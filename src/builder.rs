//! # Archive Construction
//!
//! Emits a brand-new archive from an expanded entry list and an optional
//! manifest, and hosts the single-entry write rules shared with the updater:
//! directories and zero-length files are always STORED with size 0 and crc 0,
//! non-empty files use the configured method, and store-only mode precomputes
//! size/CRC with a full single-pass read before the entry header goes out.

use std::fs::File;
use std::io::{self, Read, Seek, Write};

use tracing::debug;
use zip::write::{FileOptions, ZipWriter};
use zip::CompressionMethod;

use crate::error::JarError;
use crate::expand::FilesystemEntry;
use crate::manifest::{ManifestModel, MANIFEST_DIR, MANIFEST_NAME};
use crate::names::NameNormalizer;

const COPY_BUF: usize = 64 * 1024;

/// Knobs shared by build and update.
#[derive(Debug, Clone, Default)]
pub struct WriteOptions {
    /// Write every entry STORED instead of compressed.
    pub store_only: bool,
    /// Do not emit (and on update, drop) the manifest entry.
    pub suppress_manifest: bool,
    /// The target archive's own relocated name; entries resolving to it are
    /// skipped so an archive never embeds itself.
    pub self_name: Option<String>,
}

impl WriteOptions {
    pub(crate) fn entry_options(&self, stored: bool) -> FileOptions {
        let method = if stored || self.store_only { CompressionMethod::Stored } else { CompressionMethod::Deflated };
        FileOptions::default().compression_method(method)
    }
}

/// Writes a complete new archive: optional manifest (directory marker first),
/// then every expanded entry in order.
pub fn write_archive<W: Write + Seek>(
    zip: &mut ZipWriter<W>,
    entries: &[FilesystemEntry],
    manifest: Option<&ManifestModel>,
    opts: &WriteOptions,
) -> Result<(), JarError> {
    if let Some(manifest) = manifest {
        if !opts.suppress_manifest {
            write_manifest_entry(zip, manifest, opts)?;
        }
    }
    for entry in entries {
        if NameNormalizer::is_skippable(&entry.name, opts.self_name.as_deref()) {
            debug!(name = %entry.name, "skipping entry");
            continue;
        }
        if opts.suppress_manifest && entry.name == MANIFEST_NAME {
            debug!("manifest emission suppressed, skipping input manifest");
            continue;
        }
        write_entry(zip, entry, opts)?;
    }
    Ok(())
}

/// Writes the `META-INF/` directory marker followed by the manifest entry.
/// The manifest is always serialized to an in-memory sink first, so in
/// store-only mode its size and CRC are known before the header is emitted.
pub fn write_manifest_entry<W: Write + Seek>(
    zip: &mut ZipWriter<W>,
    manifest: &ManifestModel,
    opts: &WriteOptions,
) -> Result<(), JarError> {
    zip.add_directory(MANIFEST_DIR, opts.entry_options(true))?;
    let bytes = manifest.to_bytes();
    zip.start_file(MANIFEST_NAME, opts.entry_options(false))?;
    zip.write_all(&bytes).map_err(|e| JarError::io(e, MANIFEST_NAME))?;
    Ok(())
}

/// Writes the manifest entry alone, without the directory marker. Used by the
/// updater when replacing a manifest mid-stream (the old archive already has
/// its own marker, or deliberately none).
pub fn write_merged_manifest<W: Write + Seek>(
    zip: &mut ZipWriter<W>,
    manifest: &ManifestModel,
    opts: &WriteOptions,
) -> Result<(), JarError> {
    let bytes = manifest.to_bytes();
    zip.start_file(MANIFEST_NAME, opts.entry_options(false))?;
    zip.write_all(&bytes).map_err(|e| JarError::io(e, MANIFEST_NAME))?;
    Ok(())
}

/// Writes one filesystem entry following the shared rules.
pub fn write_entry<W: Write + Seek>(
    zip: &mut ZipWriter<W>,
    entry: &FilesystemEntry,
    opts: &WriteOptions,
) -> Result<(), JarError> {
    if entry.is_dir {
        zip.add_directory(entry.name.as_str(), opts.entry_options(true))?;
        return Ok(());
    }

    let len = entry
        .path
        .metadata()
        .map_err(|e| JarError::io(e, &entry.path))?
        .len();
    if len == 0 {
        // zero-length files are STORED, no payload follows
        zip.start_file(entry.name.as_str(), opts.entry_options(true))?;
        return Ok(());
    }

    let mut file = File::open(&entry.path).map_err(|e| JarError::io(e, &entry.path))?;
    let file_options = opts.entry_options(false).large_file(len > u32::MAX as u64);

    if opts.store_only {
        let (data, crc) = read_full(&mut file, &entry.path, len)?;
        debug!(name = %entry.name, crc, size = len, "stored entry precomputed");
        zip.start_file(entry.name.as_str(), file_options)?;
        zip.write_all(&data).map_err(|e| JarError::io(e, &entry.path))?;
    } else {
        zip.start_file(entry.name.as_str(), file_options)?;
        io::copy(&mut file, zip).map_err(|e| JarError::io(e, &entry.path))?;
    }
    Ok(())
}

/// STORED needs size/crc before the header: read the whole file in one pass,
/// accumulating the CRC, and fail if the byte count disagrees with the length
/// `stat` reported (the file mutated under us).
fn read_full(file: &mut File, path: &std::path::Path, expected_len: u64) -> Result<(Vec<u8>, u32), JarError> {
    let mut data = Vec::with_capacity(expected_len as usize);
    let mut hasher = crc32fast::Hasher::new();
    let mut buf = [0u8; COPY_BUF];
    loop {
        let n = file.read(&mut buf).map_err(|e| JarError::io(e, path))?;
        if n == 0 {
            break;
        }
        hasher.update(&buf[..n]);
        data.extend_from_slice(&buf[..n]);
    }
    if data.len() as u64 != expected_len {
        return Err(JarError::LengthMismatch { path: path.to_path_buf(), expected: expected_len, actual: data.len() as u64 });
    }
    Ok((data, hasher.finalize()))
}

------------------------------

Could you repeat exactly the lines in the listing above from the one with "drop) the manifest entry." down to the one with "Writes a complete"? Include both of those lines.

    /// Do not emit (and on update, drop) the manifest entry.
    pub suppress_manifest: bool,
    /// The target archive's own relocated name; entries resolving to it are
    /// skipped so an archive never embeds itself.
    pub self_name: Option<String>,
}

impl WriteOptions {
    pub(crate) fn entry_options(&self, stored: bool) -> FileOptions {
        let method = if stored || self.store_only { CompressionMethod::Stored } else { CompressionMethod::Deflated };
        FileOptions::default().compression_method(method)
    }
}

/// Writes a complete new archive: optional manifest (directory marker first),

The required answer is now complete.